Exercise materials START

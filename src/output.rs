//! Report formatting.
//!
//! Lines are built from typed fields (path, size, tier). Only the size text is
//! styled, after padding has been computed on the plain text, so column widths
//! are the same with or without color.

use std::path::Path;

use chrono::{DateTime, Local};

use crate::{
    config::Thresholds,
    entry::DirectoryEntry,
    severity::{Palette, SeverityTier},
};

/// Minimum width of the left-aligned path column.
pub const PATH_COLUMN_WIDTH: usize = 50;

/// Minimum width of the right-aligned size column.
pub const SIZE_COLUMN_WIDTH: usize = 15;

/// Text of the size column before padding, e.g. `"120 MB"`.
#[must_use]
pub fn size_text(size_mb: u64) -> String {
    format!("{size_mb} MB")
}

/// Format one report row.
///
/// The path is left-aligned in at least [`PATH_COLUMN_WIDTH`] columns and the
/// size right-aligned in at least [`SIZE_COLUMN_WIDTH`]. Longer values are
/// never truncated. Only the `"<N> MB"` text is wrapped in the tier's color.
///
/// # Examples
///
/// ```
/// # use disk_usage_report::{entry::DirectoryEntry, output::format_line, severity::{Palette, SeverityTier}};
/// let line = format_line(&DirectoryEntry::new("logs", 7), SeverityTier::Ok, &Palette::plain());
/// assert_eq!(line.len(), 65);
/// assert!(line.ends_with("  7 MB"));
/// ```
#[must_use]
pub fn format_line(entry: &DirectoryEntry, tier: SeverityTier, palette: &Palette) -> String {
    let size = size_text(entry.size_mb);
    let padding = SIZE_COLUMN_WIDTH.saturating_sub(size.chars().count());

    format!(
        "{:<PATH_COLUMN_WIDTH$}{:padding$}{}",
        entry.path,
        "",
        palette.paint(&size, tier)
    )
}

/// Column header row, aligned with [`format_line`].
#[must_use]
pub fn column_header() -> String {
    format!("{:<PATH_COLUMN_WIDTH$}{:>SIZE_COLUMN_WIDTH$}", "Directory", "Size")
}

/// Horizontal rule spanning both columns.
#[must_use]
pub fn rule() -> String {
    "-".repeat(PATH_COLUMN_WIDTH + SIZE_COLUMN_WIDTH)
}

/// A fully composed report, ready to be handed to a sink line by line.
#[derive(Debug)]
pub struct Report<'a> {
    directory: &'a Path,
    entries: &'a [DirectoryEntry],
    thresholds: Thresholds,
    palette: Palette,
    banner: Option<String>,
    generated_at: DateTime<Local>,
}

impl<'a> Report<'a> {
    /// Create a report for `entries`, stamped with the current local time.
    #[must_use]
    pub fn new(
        directory: &'a Path,
        entries: &'a [DirectoryEntry],
        thresholds: Thresholds,
        palette: Palette,
    ) -> Self {
        Self {
            directory,
            entries,
            thresholds,
            palette,
            banner: None,
            generated_at: Local::now(),
        }
    }

    /// Prepend pre-rendered banner text.
    #[must_use]
    pub fn with_banner(mut self, banner: Option<String>) -> Self {
        self.banner = banner;
        self
    }

    /// Override the generation timestamp.
    #[must_use]
    pub const fn with_timestamp(mut self, generated_at: DateTime<Local>) -> Self {
        self.generated_at = generated_at;
        self
    }

    /// Tier of every entry, in report order.
    pub fn tiers(&self) -> impl Iterator<Item = (&DirectoryEntry, SeverityTier)> {
        self.entries
            .iter()
            .map(|entry| (entry, SeverityTier::of(entry.size_mb, &self.thresholds)))
    }

    /// All lines of the report: banner, header, column headers and rows.
    #[must_use]
    pub fn lines(&self) -> Vec<String> {
        let mut lines = Vec::with_capacity(self.entries.len() + 8);

        if let Some(banner) = &self.banner {
            lines.extend(banner.trim_end_matches('\n').lines().map(str::to_string));
        }

        lines.push(format!("Disk usage report for {}", self.directory.display()));
        lines.push(format!(
            "Generated {} ({} >= {} MB, {} >= {} MB)",
            self.generated_at.format("%Y-%m-%d %H:%M:%S"),
            SeverityTier::Warn,
            self.thresholds.warn_mb,
            SeverityTier::Crit,
            self.thresholds.critical_mb
        ));
        lines.push(String::new());
        lines.push(column_header());
        lines.push(rule());

        lines.extend(
            self.tiers()
                .map(|(entry, tier)| format_line(entry, tier, &self.palette)),
        );

        lines
    }
}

Exercise materials END

▶ [What is expected]
Wherever the string "usize" appears in a line above, copy that line.

▶ [Solution]
pub const PATH_COLUMN_WIDTH: usize = 50;
pub const SIZE_COLUMN_WIDTH: usize = 15;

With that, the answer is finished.